|Title||Contribution of intimal smooth muscle cells to cholesterol accumulation and macrophage-like cells in human atherosclerosis.|
|Publication Type||Journal Article|
|Year of Publication||2014|
|Authors||Allahverdian, S, Chehroudi, ACyrus, McManus, BM, Abraham, T, Francis, GA|
|Date Published||2014 Apr 15|
|Keywords||Actins, Antigens, CD, Antigens, Differentiation, Myelomonocytic, ATP Binding Cassette Transporter 1, Biological Markers, Cell Lineage, Cholesterol, Coronary Artery Disease, Coronary Vessels, Foam Cells, Humans, Macrophages, Muscle, Smooth, Vascular, Myeloid Cells, Tunica Intima|
BACKGROUND: Intimal smooth muscle cells (SMCs) contribute to the foam cell population in arterial plaque, and express lower levels of the cholesterol exporter ATP-binding cassette transporter A1 (ABCA1) in comparison with medial arterial SMCs.
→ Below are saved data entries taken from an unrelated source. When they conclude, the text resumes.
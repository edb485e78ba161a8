//! Input discovery: find the documents a batch will convert.
//!
//! Walks the input root recursively (symlinks are not followed) and keeps
//! regular files with the configured extension, except:
//!
//! - anything below a directory whose name is in the skip set (`.git`,
//!   `md_out`, ...), checked on path components *relative to the root*, so
//!   an input root that itself lives inside `.git` still works;
//! - office lock files, whose names start with `~$`.
//!
//! The result is sorted so runs are reproducible.

use crate::config::ConversionConfig;
use crate::error::Docx2MdError;
use std::path::{Path, PathBuf};
use tracing::{debug, warn};
use walkdir::WalkDir;

/// `true` if a path relative to the input root must never be converted.
pub fn is_excluded(relative: &Path, config: &ConversionConfig) -> bool {
    let in_skipped_dir = relative.components().any(|c| {
        c.as_os_str()
            .to_str()
            .is_some_and(|name| config.skip_dirs.contains(name))
    });
    in_skipped_dir || is_lock_file(relative, config)
}

fn is_lock_file(path: &Path, config: &ConversionConfig) -> bool {
    !config.lock_prefix.is_empty()
        && path
            .file_name()
            .map(|n| n.to_string_lossy().starts_with(&config.lock_prefix))
            .unwrap_or(false)
}

fn has_input_extension(path: &Path, config: &ConversionConfig) -> bool {
    path.extension()
        .and_then(|e| e.to_str())
        .is_some_and(|e| e.eq_ignore_ascii_case(&config.input_extension))
}

/// Collect every eligible document under `input_root`, sorted by path.
pub fn discover(input_root: &Path, config: &ConversionConfig) -> Result<Vec<PathBuf>, Docx2MdError> {
    if !input_root.is_dir() {
        return Err(Docx2MdError::InputNotFound {
            path: input_root.to_path_buf(),
        });
    }

    let mut documents = Vec::new();
    let walker = WalkDir::new(input_root).into_iter().filter_entry(|e| {
        e.depth() == 0
            || !e.file_type().is_dir()
            || !e
                .file_name()
                .to_str()
                .is_some_and(|name| config.skip_dirs.contains(name))
    });

    for entry in walker {
        let entry = match entry {
            Ok(entry) => entry,
            Err(e) if e.depth() == 0 => {
                return Err(Docx2MdError::Discovery {
                    path: input_root.to_path_buf(),
                    detail: e.to_string(),
                });
            }
            Err(e) => {
                warn!(error = %e, "Skipping unreadable entry");
                continue;
            }
        };

        if !entry.file_type().is_file() || !has_input_extension(entry.path(), config) {
            continue;
        }

        let Ok(relative) = entry.path().strip_prefix(input_root) else {
            continue;
        };
        if is_excluded(relative, config) {
            debug!(path = %relative.display(), "Excluded from batch");
            continue;
        }
        documents.push(entry.into_path());
    }

    documents.sort();
    Ok(documents)
}
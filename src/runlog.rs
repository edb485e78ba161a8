//! The append-only run log, `<output_root>/_convert_log.txt`.
//!
//! Every run appends one block:
//!
//! ```text
//!
//! ================================================================================
//! RUN 2026-10-18T09:41:07
//! PANDOC: pandoc 3.1.9
//! INPUT : /docs
//! OUTPUT: /docs/md_out
//! FILES : 2
//! TO_CANDIDATES:
//!   - gfm-raw_html-fenced_divs-bracketed_spans
//!   - plain
//! ================================================================================
//! [WARN] a/spec.docx (gfm) :: [WARNING] Could not convert TeX math
//! [FAIL] broken.docx
//! [plain] Error: couldn't unpack docx container
//!
//! RESULT: ok=1, fail=1
//! ```
//!
//! Console output stays one line per document; the diagnostics live here.
//! Each entry is flushed immediately so an interrupted run still leaves a
//! readable log.

use crate::error::Docx2MdError;
use chrono::{DateTime, Local};
use std::fs::{File, OpenOptions};
use std::io::{BufWriter, Write};
use std::path::{Path, PathBuf};

const RULE_WIDTH: usize = 80;

/// Values printed in the block header.
#[derive(Debug, Clone, Copy)]
pub struct RunHeader<'a> {
    pub started: DateTime<Local>,
    pub tool_version: &'a str,
    pub input_root: &'a Path,
    pub output_root: &'a Path,
    pub files: usize,
    pub candidates: &'a [String],
}

/// An open run log. Created once per run and written sequentially.
#[derive(Debug)]
pub struct RunLog {
    path: PathBuf,
    writer: BufWriter<File>,
}

impl RunLog {
    /// Open (or create) the log for appending and write the run header.
    pub fn open(path: impl Into<PathBuf>, header: &RunHeader<'_>) -> Result<Self, Docx2MdError> {
        let path = path.into();
        let file = OpenOptions::new()
            .create(true)
            .append(true)
            .open(&path)
            .map_err(|source| Docx2MdError::LogWriteFailed {
                path: path.clone(),
                source,
            })?;
        let mut log = Self {
            path,
            writer: BufWriter::new(file),
        };
        log.write_entry(&render_header(header))?;
        Ok(log)
    }

    pub fn path(&self) -> &Path {
        &self.path
    }

    /// A document converted, but pandoc printed something on stderr.
    pub fn warning(&mut self, relative: &str, format: &str, message: &str) -> Result<(), Docx2MdError> {
        self.write_entry(&format!("[WARN] {relative} ({format}) :: {message}\n"))
    }

    /// A document failed. `last_format` is the candidate whose diagnostic
    /// follows; `None` for I/O failures outside the candidate loop.
    pub fn failure(
        &mut self,
        relative: &str,
        last_format: Option<&str>,
        message: &str,
    ) -> Result<(), Docx2MdError> {
        let detail = match last_format {
            Some(format) => format!("[{format}] {message}"),
            None => message.to_string(),
        };
        self.write_entry(&format!("[FAIL] {relative}\n{detail}\n\n"))
    }

    /// Close the block with the success/failure counts.
    pub fn finish(mut self, succeeded: usize, failed: usize) -> Result<PathBuf, Docx2MdError> {
        self.write_entry(&format!("RESULT: ok={succeeded}, fail={failed}\n"))?;
        Ok(self.path)
    }

    fn write_entry(&mut self, text: &str) -> Result<(), Docx2MdError> {
        self.writer
            .write_all(text.as_bytes())
            .and_then(|()| self.writer.flush())
            .map_err(|source| Docx2MdError::LogWriteFailed {
                path: self.path.clone(),
                source,
            })
    }
}

fn render_header(h: &RunHeader<'_>) -> String {
    let rule = "=".repeat(RULE_WIDTH);
    let candidates = h
        .candidates
        .iter()
        .map(|c| format!("  - {c}\n"))
        .collect::<String>();
    format!(
        "\n{rule}\n\
         RUN {started}\n\
         PANDOC: {version}\n\
         INPUT : {input}\n\
         OUTPUT: {output}\n\
         FILES : {files}\n\
         TO_CANDIDATES:\n\
         {candidates}\
         {rule}\n",
        started = h.started.format("%Y-%m-%dT%H:%M:%S"),
        version = h.tool_version,
        input = h.input_root.display(),
        output = h.output_root.display(),
        files = h.files,
    )
}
The relative contribution of SMCs to the total foam cell population and their expression of ABCA1 in comparison with intimal monocyte-derived macrophages, however, are unknown. Although the expression of macrophage markers by SMCs following lipid loading has been described, the relevance of this phenotypic switch by SMCs in human coronary atherosclerosis has not been determined.METHODS AND RESULTS: Human coronary artery sections from hearts explanted at the time of transplantation were processed to clearly delineate intracellular and extracellular lipids and allow costaining for cell-specific markers. Costaining for oil red O and the SMC-specific marker SM α-actin of foam cell-rich lesions revealed that 50±7% (average±standard error of the mean, n=14 subjects) of total foam cells were SMC derived. ABCA1 expression by intimal SMCs was significantly reduced between early and advanced atherosclerotic lesions, with no loss in ABCA1 expression by myeloid lineage cells. Costaining with the macrophage marker CD68 and SM α-actin revealed that 40±6% (n=15) of CD68-positive cells originated as SMCs in advanced human coronary atherosclerosis.CONCLUSIONS: These findings suggest SMCs contain a much larger burden of the excess cholesterol in human coronary atherosclerosis than previously known, in part, because of their relative inability to release excess cholesterol via ABCA1 in comparison with myeloid lineage cells. Our results also indicate that many cells identified as monocyte-derived macrophages in human atherosclerosis are in fact SMC derived.